But on my way home, belly full and food coma a comin’, I think back to the restaurant I just left. The gray sweet-smelling smoke heaves from the ovens while the air-conditioning coaxes a chill over my body. The glass bottles strewn in garbage bins. The polished, heavy silverware I grip in my fingers. The paper napkin folded across my lap and the slick Styrofoam container I leave with. It now seemed more like a crime scene.
Michael Oshman, Executive Director and Founder of the Green Restaurant Association (GRA), would agree. In 1990 he set out to encourage the $558 billion restaurant industry, occupying 10% of the U.S. economy and crowned the number one consumer of electricity in the retail sector, to swing sustainable.
Green Should be a Restaurant’s Golden Rule
There are approximately 945,000 restaurants across the U.S. Each one typically produces an average of 100,000 pounds of trash, uses 500,000 kilowatt hours of electricity and 800,000 gallons of water in only one year. All this contributes to the estimated 490 tons of carbon dioxide one restaurant produces annually—that’s 463,050,000 tons produced by restaurants across the country per year. Oy.
But with help from organizations like the GRA, restaurants can make the gutsy decision to become Green Certified. Oshman and his team have proven that sustainability and financial gain often walk arm-in-arm, a win-win for restaurant owners. Making food handling, storage and cooking more efficient, switching out incandescent light bulbs for compact fluorescent ones, using non toxic chemical cleaners and incorporating energy efficient spray valves in one establishment could lead to big savings. On top of these alterations, the GRA’s influence helps to assist manufacturers and distributors to lower product costs. A Green Certified establishment could save thousands of dollars in one year.
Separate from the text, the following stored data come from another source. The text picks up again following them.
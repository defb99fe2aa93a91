pub mod csv_out;
pub mod json;
pub mod minimal;
pub mod table;

use crate::OutputFormat;
use serde_json::Value;

/// Dispatch output to the appropriate formatter.
pub fn format_output(format: &OutputFormat, value: &Value) {
    match format {
        OutputFormat::Json => json::print_json(value),
        OutputFormat::Table => table::print_table(value),
        OutputFormat::Csv => csv_out::print_csv(value),
        OutputFormat::Minimal => minimal::print_minimal(value),
    }
}

/// Keys whose value is a list of rows, in the order they are preferred for
/// tabular output.
pub const ROW_KEYS: [&str; 4] = ["years", "results", "bands", "drawdown_series"];

/// The result object of an envelope, or the value itself.
pub fn result_of(value: &Value) -> &Value {
    value
        .as_object()
        .and_then(|m| m.get("result"))
        .unwrap_or(value)
}

/// First list of row objects inside a result, with its key.
pub fn rows_of(result: &Value) -> Option<(&'static str, &Vec<Value>)> {
    let map = result.as_object()?;
    ROW_KEYS.iter().find_map(|key| match map.get(*key) {
        Some(Value::Array(rows)) if rows.first().is_some_and(Value::is_object) => Some((*key, rows)),
        _ => None,
    })
}

/// Scalar rendering shared by the formatters.
pub fn format_scalar(value: &Value) -> String {
    match value {
        Value::String(s) => s.clone(),
        Value::Number(n) => n.to_string(),
        Value::Bool(b) => b.to_string(),
        Value::Null => String::new(),
        _ => serde_json::to_string(value).unwrap_or_default(),
    }
}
Other than persuading cash savings, sustainability has become all the rage. Green is splashed over advertising campaigns, bumper stickers, t-shirts. Even oil companies are putting their stake in green. And it’s oozing into the restaurant industry, too. A survey done by the National Restaurant Association (NRA) claims ‘environmentally friendly equipment that saves water and/or energy’ is one of the hottest new trends in restaurant kitchens; over 60 percent of restaurants installed energy-saving equipment in the last two years. The organization has also started a new green initiative to give the industry a nudge. Green sweet-talks customers to visit sustainable restaurants and woos them back with their positive effect on the community.
So if getting behind green results in saving massive amounts of water and electricity, upping profits and being a bit more popular in the public eye, why is it so hard to convert the business? Is there a psychological obstruction that makes people resist change? Or is it just pure laziness?
Eating Green isn’t just in your Veggies
The Boston-based Green Restaurant Association aims to answer the restaurant sustainability riddle by targeting the industry and the consumer. Attacking the issue from both sides means creating more responsible restaurants and ensuring the customer appreciates the issues. They’ve gone even further to make the Green Certification process simple and convenient to contend with the often sluggish reaction people have to change.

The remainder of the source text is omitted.